Как скоро новая королева отпустила веселое общество, юноши и прелестные дамы вышли в сад, и, гуляя, они заговорили о разных приятных вещах, стали плести венки и нежными голосами запели. Так они провели время до установленного королевою часа, а придя домой, увидели, что Пармено рьяно взялся за дело: внизу, в столовой, столы были накрыты белоснежными скатертями, бокалы отливали серебром, всюду благоухал дрок. После того как по распоряжению королевы подали воду для омовения рук,[10] все расселись по местам, которые указал Пармено. Мигом внесли тонкие кушанья и изысканные вина, трое слуг молча прислуживали за столом. Наблюдавшийся за завтраком образцовый порядок привел общество в отменное расположение духа, все мило пошучивали, и завтрак прошел оживленно. Девушки и юноши умели танцевать, некоторые – играть и петь, а потому, как скоро убрали со столов, королева велела принести музыкальные инструменты. Затем, по ее распоряжению, Дионео – на лютне, а Фьямметта – на виоле[11] заиграли медленный танец. Королева отослала прислугу поесть, а затем она, другие дамы и два молодых человека стали в круг, и начался плавный круговой танец. После этого все стали петь прелестные веселые песенки. Наконец королева решила, что пора соснуть. Когда она всех отпустила, трое молодых людей удалилась на свою половину, – в покоях, где их ожидали отлично постеленные постели, было так же много цветов, как и в зале. Ушли на свою половину и дамы; разделись и легли отдохнуть.

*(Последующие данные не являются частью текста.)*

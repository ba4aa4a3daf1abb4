//! Tabular data profiling.
//!
//! Reads delimited text from the shared context (`csv_data` inline, or a
//! `file_path` to read), profiles its shape and column quality, and asks the
//! completion service for insights on top of the profile.

use crate::agent::{Agent, AgentSettings};
use crate::models::{record, AgentInput, AgentOutput, Visualization, VisualizationKind};
use anyhow::{Context, Result};
use async_trait::async_trait;
use serde::Serialize;
use serde_json::json;
use std::collections::HashSet;

const INSTRUCTIONS: &str = r#"You are a data analysis specialist.
Study the data profile you are given and derive insights.

Rules:
- Point out data quality problems.
- Describe notable patterns.
- Give actionable recommendations.
- Suggest useful visualizations.

Output format:
## Data Analysis
### Overview
### Key Findings
### Recommendations
"#;

/// Columns with more missing cells than this share get a quality warning.
const MISSING_WARNING_PCT: f64 = 20.0;

/// Per-column profile.
#[derive(Debug, Clone, PartialEq, Serialize)]
pub struct ColumnProfile {
    pub name: String,
    pub missing: usize,
    pub missing_pct: f64,
    pub unique: usize,
    pub numeric: bool,
}

/// Shape and quality summary of a table.
#[derive(Debug, Clone, PartialEq, Serialize)]
pub struct TableProfile {
    pub rows: usize,
    pub columns: Vec<ColumnProfile>,
    pub duplicate_rows: usize,
    pub warnings: Vec<String>,
}

impl TableProfile {
    /// Profile comma-separated text whose first record is the header.
    pub fn from_csv(text: &str) -> Option<Self> {
        let mut records = split_records(text).into_iter();
        let headers = records.next()?;
        let rows: Vec<Vec<String>> = records.collect();

        let columns = headers
            .iter()
            .enumerate()
            .map(|(idx, name)| {
                let cells: Vec<&str> = rows
                    .iter()
                    .map(|row| row.get(idx).map(String::as_str).unwrap_or("").trim())
                    .collect();
                let present: Vec<&str> = cells.iter().copied().filter(|c| !c.is_empty()).collect();
                let missing = cells.len() - present.len();
                let unique = present.iter().collect::<HashSet<_>>().len();
                let numeric = !present.is_empty() && present.iter().all(|c| c.parse::<f64>().is_ok());

                ColumnProfile {
                    name: name.trim().to_string(),
                    missing,
                    missing_pct: percent(missing, cells.len()),
                    unique,
                    numeric,
                }
            })
            .collect::<Vec<_>>();

        let mut seen: HashSet<&Vec<String>> = HashSet::new();
        let duplicate_rows = rows.iter().filter(|row| !seen.insert(*row)).count();

        let mut warnings = Vec::new();
        if duplicate_rows > 0 {
            warnings.push(format!("{} duplicate rows found", duplicate_rows));
        }
        let sparse: Vec<&str> = columns
            .iter()
            .filter(|c| c.missing_pct > MISSING_WARNING_PCT)
            .map(|c| c.name.as_str())
            .collect();
        if !sparse.is_empty() {
            warnings.push(format!(
                "Columns with more than {}% missing values: {}",
                MISSING_WARNING_PCT,
                sparse.join(", ")
            ));
        }

        Some(Self {
            rows: rows.len(),
            columns,
            duplicate_rows,
            warnings,
        })
    }

    /// Plain markdown summary, used when no completion service is available.
    pub fn to_markdown(&self) -> String {
        let mut out = String::new();
        out.push_str("## Data Analysis\n\n### Overview\n\n");
        out.push_str("| Item | Value |\n|:---|:---|\n");
        out.push_str(&format!("| Rows | {} |\n", self.rows));
        out.push_str(&format!("| Columns | {} |\n", self.columns.len()));
        out.push_str(&format!(
            "| Columns with missing values | {} |\n\n",
            self.columns.iter().filter(|c| c.missing > 0).count()
        ));

        out.push_str("### Columns\n\n| Column | Numeric | Missing (%) | Unique |\n|:---|:---:|---:|---:|\n");
        for column in self.columns.iter().take(10) {
            out.push_str(&format!(
                "| {} | {} | {:.2}% | {} |\n",
                column.name,
                if column.numeric { "yes" } else { "no" },
                column.missing_pct,
                column.unique
            ));
        }

        if !self.warnings.is_empty() {
            out.push_str("\n### Data Quality Warnings\n\n");
            for warning in &self.warnings {
                out.push_str(&format!("- {}\n", warning));
            }
        }

        out
    }

    fn column_table(&self) -> Visualization {
        Visualization {
            kind: VisualizationKind::Table,
            title: "Column profile".to_string(),
            data: self
                .columns
                .iter()
                .map(|c| {
                    record([
                        ("column", json!(c.name)),
                        ("numeric", json!(c.numeric)),
                        ("missing_pct", json!(c.missing_pct)),
                        ("unique", json!(c.unique)),
                    ])
                })
                .collect(),
            insight: self.warnings.join("; "),
        }
    }
}

fn percent(part: usize, whole: usize) -> f64 {
    if whole == 0 {
        0.0
    } else {
        (part as f64 / whole as f64 * 10_000.0).round() / 100.0
    }
}

/// Split comma-separated text into records.
///
/// Double-quoted fields may contain commas, escaped quotes (`""`) and line
/// breaks. Blank lines outside quotes produce no record.
fn split_records(text: &str) -> Vec<Vec<String>> {
    let mut records = Vec::new();
    let mut fields = Vec::new();
    let mut current = String::new();
    let mut quoted = false;
    let mut chars = text.chars().peekable();

    while let Some(c) = chars.next() {
        match c {
            '"' if quoted && chars.peek() == Some(&'"') => {
                current.push('"');
                chars.next();
            }
            '"' => quoted = !quoted,
            ',' if !quoted => fields.push(std::mem::take(&mut current)),
            '\r' if !quoted && chars.peek() == Some(&'\n') => {}
            '\n' if !quoted => {
                fields.push(std::mem::take(&mut current));
                push_record(&mut records, std::mem::take(&mut fields));
            }
            _ => current.push(c),
        }
    }
    fields.push(current);
    push_record(&mut records, fields);
    records
}

fn push_record(records: &mut Vec<Vec<String>>, fields: Vec<String>) {
    let blank = fields.len() == 1 && fields[0].trim().is_empty();
    if !blank {
        records.push(fields);
    }
}

pub struct DataAnalystAgent {
    settings: AgentSettings,
}

impl DataAnalystAgent {
    pub fn new(settings: AgentSettings) -> Self {
        Self { settings }
    }

    fn load_table(&self, input: &AgentInput) -> Result<Option<String>> {
        if let Some(inline) = input.context_str("csv_data") {
            return Ok(Some(inline.to_string()));
        }
        match input.context_str("file_path") {
            Some(path) => std::fs::read_to_string(path)
                .with_context(|| format!("Failed to read data file: {}", path))
                .map(Some),
            None => Ok(None),
        }
    }

    async fn analyze_table(&self, input: &AgentInput, text: &str) -> Result<AgentOutput> {
        let profile = TableProfile::from_csv(text).context("Data has no header row")?;
        let profile_json = serde_json::to_value(&profile)?;

        let result = if self.settings.llm.is_some() {
            let prompt = format!(
                "Analyze this data profile and provide insights:\n\n{}\n\nUser question: {}\n",
                serde_json::to_string_pretty(&profile_json)?,
                input.query
            );
            match self.settings.consult(self.instructions(), &prompt).await {
                Ok(text) => text,
                Err(degraded) => return Ok(degraded),
            }
        } else {
            profile.to_markdown()
        };

        Ok(AgentOutput::new(&self.settings.name, result)
            .with_confidence(0.85)
            .with_reasoning("Tabular data profiling complete")
            .with_metadata("rows", json!(profile.rows))
            .with_metadata("columns", json!(profile.columns.len()))
            .with_metadata("profile", profile_json)
            .with_visualization(profile.column_table()))
    }
}

#[async_trait]
impl Agent for DataAnalystAgent {
    fn name(&self) -> &str {
        &self.settings.name
    }

    fn instructions(&self) -> &str {
        INSTRUCTIONS
    }

    async fn execute(&self, input: &AgentInput) -> Result<AgentOutput> {
        match self.load_table(input) {
            Ok(Some(text)) => {
                return match self.analyze_table(input, &text).await {
                    Ok(output) => Ok(output),
                    Err(e) => Ok(AgentOutput::failed(&self.settings.name, format!("{:#}", e))),
                };
            }
            Ok(None) => {}
            Err(e) => return Ok(AgentOutput::failed(&self.settings.name, format!("{:#}", e))),
        }

        if self.settings.llm.is_none() {
            return Ok(AgentOutput::new(
                &self.settings.name,
                "Provide CSV data or ask a data-analysis question.",
            )
            .with_confidence(0.5)
            .with_reasoning("no data supplied"));
        }

        let prompt = format!(
            "Answer the following question from a data-analysis perspective:\n\n{}",
            input.query
        );
        let result = match self.settings.consult(self.instructions(), &prompt).await {
            Ok(text) => text,
            Err(degraded) => return Ok(degraded),
        };

        Ok(AgentOutput::new(&self.settings.name, result)
            .with_confidence(0.75)
            .with_reasoning("General data-analysis advice"))
    }
}

#[cfg(test)]
mod tests {
    use super::*;
    use crate::agent::specialists::testing::{settings, RecordingLlm};
    use crate::models::ConfigMap;
    use std::io::Write;

    const SAMPLE: &str = "region,revenue,note\nnorth,100,\"a, b\"\nsouth,,x\nnorth,100,\"a, b\"\n";

    #[test]
    fn test_split_records_handles_quotes() {
        assert_eq!(split_records("a,\"b, c\",d"), vec![vec!["a", "b, c", "d"]]);
        assert_eq!(split_records("\"say \"\"hi\"\"\""), vec![vec!["say \"hi\""]]);
        assert_eq!(split_records("a,b\r\n\r\nc,d\r\n"), vec![vec!["a", "b"], vec!["c", "d"]]);
        assert!(split_records("").is_empty());
    }

    #[test]
    fn test_quoted_field_spans_lines() {
        let profile = TableProfile::from_csv("id,note\n1,\"line one\nline two\"\n2,x\n").unwrap();
        assert_eq!(profile.rows, 2);
        assert_eq!(profile.columns[1].missing, 0);
        assert_eq!(profile.columns[1].unique, 2);
        assert!(profile.columns[0].numeric);
        assert!(profile.warnings.is_empty());

        let records = split_records("id,note\n1,\"line one\nline two\"\n");
        assert_eq!(records[1][1], "line one\nline two");
    }

    #[test]
    fn test_profile() {
        let profile = TableProfile::from_csv(SAMPLE).unwrap();
        assert_eq!(profile.rows, 3);
        assert_eq!(profile.columns.len(), 3);
        assert_eq!(profile.duplicate_rows, 1);

        let revenue = &profile.columns[1];
        assert!(revenue.numeric);
        assert_eq!(revenue.missing, 1);
        assert_eq!(revenue.missing_pct, 33.33);
        assert_eq!(revenue.unique, 1);
        assert!(!profile.columns[0].numeric);
        assert_eq!(profile.warnings.len(), 2);
    }

    #[test]
    fn test_profile_requires_header() {
        assert!(TableProfile::from_csv("\n\n").is_none());
    }

    #[tokio::test]
    async fn test_inline_data_without_service() {
        let agent = DataAnalystAgent::new(settings("data_analyst", None, ConfigMap::new()));
        let mut input = AgentInput::new("profile this");
        input.context.insert("csv_data".to_string(), json!(SAMPLE));

        let output = agent.execute(&input).await.unwrap();
        assert_eq!(output.confidence, 0.85);
        assert!(output.result.contains("| Rows | 3 |"));
        assert_eq!(output.metadata["rows"], json!(3));
        assert_eq!(output.visualizations[0].kind, VisualizationKind::Table);
    }

    #[tokio::test]
    async fn test_file_data_with_service() {
        let mut file = tempfile::NamedTempFile::new().unwrap();
        file.write_all(SAMPLE.as_bytes()).unwrap();

        let llm = RecordingLlm::replying("insights");
        let agent = DataAnalystAgent::new(settings("data_analyst", Some(llm.clone()), ConfigMap::new()));
        let mut input = AgentInput::new("what stands out");
        input.context.insert(
            "file_path".to_string(),
            json!(file.path().to_string_lossy()),
        );

        let output = agent.execute(&input).await.unwrap();
        assert_eq!(output.result, "insights");
        assert!(llm.last_user_prompt().contains("\"duplicate_rows\": 1"));
    }

    #[tokio::test]
    async fn test_missing_file_is_degraded() {
        let agent = DataAnalystAgent::new(settings("data_analyst", None, ConfigMap::new()));
        let mut input = AgentInput::new("q");
        input
            .context
            .insert("file_path".to_string(), json!("/nonexistent/data.csv"));

        let output = agent.execute(&input).await.unwrap();
        assert_eq!(output.confidence, 0.0);
        assert!(output.result.contains("Failed to read data file"));
    }

    #[tokio::test]
    async fn test_no_data_paths() {
        let agent = DataAnalystAgent::new(settings("data_analyst", None, ConfigMap::new()));
        let output = agent.execute(&AgentInput::new("q")).await.unwrap();
        assert_eq!(output.confidence, 0.5);

        let llm = RecordingLlm::replying("advice");
        let agent = DataAnalystAgent::new(settings("data_analyst", Some(llm), ConfigMap::new()));
        let output = agent.execute(&AgentInput::new("q")).await.unwrap();
        assert_eq!(output.confidence, 0.75);
        assert_eq!(output.result, "advice");
    }
}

Едва пробило три часа, как королева, уверяя, что днем долго спать вредно, сама поднялась и подняла других дам, а затем молодых людей. Все пошли на лесную лужайку, где росла высокая зеленая трава и куда не проникал ни единый луч солнца. Ощутив легкое дуновение ветерка, королева велела всем сесть в кружок прямо на мураву.

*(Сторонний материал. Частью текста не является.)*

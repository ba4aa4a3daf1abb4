//! Synthesis: merges the per-agent outputs of one request into a single
//! report and one aggregate confidence score.

pub mod aggregator;

pub use aggregator::{aggregate_confidence, collect_sources, recent_traces, LevelSummary};

use crate::models::{excerpt, AgentOutput, ConfidenceLevel, ExecutionTrace, Record};
use serde::{Deserialize, Serialize};

/// Report text returned when nothing ran.
pub const EMPTY_REPORT: &str = "No analysis results.";

/// Formatting knobs for the synthesized report.
#[derive(Debug, Clone, Copy, PartialEq, Eq)]
pub struct SynthesisOptions {
    /// Maximum characters of each agent's reasoning shown in the report.
    pub reasoning_excerpt_chars: usize,
}

impl Default for SynthesisOptions {
    fn default() -> Self {
        Self {
            reasoning_excerpt_chars: 200,
        }
    }
}

/// Result of synthesizing one request.
#[derive(Debug, Clone, PartialEq, Serialize, Deserialize)]
pub struct Synthesis {
    pub report: String,
    pub confidence: f64,
    pub agent_count: usize,
    pub sources: Vec<Record>,
    /// The traces of the outputs that were synthesized.
    pub traces: Vec<ExecutionTrace>,
    pub levels: LevelSummary,
}

/// Build the report and aggregate confidence for `outputs`, in execution order.
pub fn synthesize(
    query: &str,
    outputs: &[AgentOutput],
    traces: &[ExecutionTrace],
    options: &SynthesisOptions,
) -> Synthesis {
    if outputs.is_empty() {
        return Synthesis {
            report: EMPTY_REPORT.to_string(),
            confidence: 0.0,
            agent_count: 0,
            sources: Vec::new(),
            traces: Vec::new(),
            levels: LevelSummary::default(),
        };
    }

    let confidence = aggregate_confidence(outputs);

    let mut report = String::new();
    report.push_str("## 📊 Combined Analysis Report\n\n");
    report.push_str(&format!("**Question:** {}\n\n", query));
    report.push_str(&format!("**Agents consulted:** {}\n\n", outputs.len()));
    report.push_str(&format!(
        "**Overall confidence:** {:.0}%\n\n",
        confidence * 100.0
    ));
    report.push_str("---\n\n");

    for output in outputs {
        report.push_str(&agent_section(output, options.reasoning_excerpt_chars));
    }

    Synthesis {
        report,
        confidence,
        agent_count: outputs.len(),
        sources: collect_sources(outputs),
        traces: recent_traces(traces, outputs.len()),
        levels: LevelSummary::from_outputs(outputs),
    }
}

/// One section per agent output.
fn agent_section(output: &AgentOutput, reasoning_chars: usize) -> String {
    let mut section = String::new();
    let level = ConfidenceLevel::from_confidence(output.confidence);

    section.push_str(&format!("### {} {}\n\n", level.emoji(), output.agent_name));
    section.push_str(&format!(
        "**Confidence:** {:.0}%\n\n",
        output.confidence * 100.0
    ));
    section.push_str(&output.result);
    section.push_str("\n\n");

    if !output.reasoning.is_empty() {
        let shown = excerpt(&output.reasoning, reasoning_chars);
        let ellipsis = if shown.len() < output.reasoning.len() {
            "..."
        } else {
            ""
        };
        section.push_str(&format!("*Reasoning: {}{}*\n\n", shown, ellipsis));
    }

    section.push_str("---\n\n");
    section
}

– Как видите, – заговорила она, – солнце еще высоко, жара палящая, слышен лишь треск цикад на ветвях олив. Идти куда-нибудь еще неразумно, а здесь, в холодке, хорошо, у нас есть шахматы, шашки, каждый может заняться тем, что ему больше по сердцу. Однако, если вы желаете знать мое мнение, я бы предложила посвятить самые жаркие часы не игре, потому что от нее неминуемо портится расположение духа у одних участников, а другим, равно как и зрителям, она тоже особого удовольствия не доставляет, – не игре, но рассказам, ибо один рассказчик способен занять всех слушателей. Каждый из вас что-нибудь расскажет, а там уже солнце начнет склоняться к западу, станет не так жарко, и мы сможем отправиться куда угодно. Если вам мое предложение по душе, – а я готова пойти навстречу любому вашему пожеланию, – то давайте так и поступим; если же нет – пусть до самого вечера все занимаются кто чем хочет.

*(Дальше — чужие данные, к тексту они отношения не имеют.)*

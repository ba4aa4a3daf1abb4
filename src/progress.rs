//! Terminal progress for agent runs.

use crate::coordinator::ExecutionObserver;
use crate::models::{AgentOutput, ConfidenceLevel};
use indicatif::{ProgressBar, ProgressStyle};
use parking_lot::Mutex;
use std::time::Duration;

/// One spinner per running agent, replaced by a summary line when it finishes.
#[derive(Default)]
pub struct SpinnerObserver {
    current: Mutex<Option<ProgressBar>>,
}

impl SpinnerObserver {
    pub fn new() -> Self {
        Self::default()
    }

    fn style() -> ProgressStyle {
        ProgressStyle::default_spinner()
            .template("   {spinner:.green} [{elapsed_precise}] {msg}")
            .unwrap_or_else(|_| ProgressStyle::default_spinner())
    }
}

impl ExecutionObserver for SpinnerObserver {
    fn on_agent_start(&self, agent: &str, position: usize, total: usize) {
        let pb = ProgressBar::new_spinner();
        pb.set_style(Self::style());
        pb.set_message(format!("[{}/{}] {} is working...", position + 1, total, agent));
        pb.enable_steady_tick(Duration::from_millis(120));

        if let Some(previous) = self.current.lock().replace(pb) {
            previous.finish_and_clear();
        }
    }

    fn on_agent_finish(&self, output: &AgentOutput) {
        let line = format!(
            "{} {} ({:.0}%, {}ms)",
            ConfidenceLevel::from_confidence(output.confidence).emoji(),
            output.agent_name,
            output.confidence * 100.0,
            output.duration_ms
        );

        match self.current.lock().take() {
            Some(pb) => pb.finish_with_message(line),
            None => println!("   {}", line),
        }
    }
}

И мужчины и дамы предпочли рассказывать.
– Коли так, – молвила королева, – я желаю, чтобы в первый день каждый волен был рассказать о том, что ему по нраву.
Тут она обратилась к сидевшему справа от нее Панфило и с очаровательною приятностью попросила его начать. Выслушав приказание, Панфило нимало не медля, меж тем как все общество превратилось в слух, начал свой рассказ так.
Мессер Чеппарелло лживою исповедью вводит в заблуждение святого отца и умирает; злочестивец при жизни, он после смерти был причислен к лику святых и наречен святым Шапелето
– Всякое дело, милейшие дамы, какое только ни замыслит человек, должно совершать во имя того, кто положил начало всему сущему, имя же его чудотворно и свято. Вот почему и я, раз уж мне выпал жребий открыть наши собеседования, намерен поведать вам одно из его поразительных деяний, дабы мы, услышав о таковом, положились на него как на нечто незыблемое и вечно славили его имя.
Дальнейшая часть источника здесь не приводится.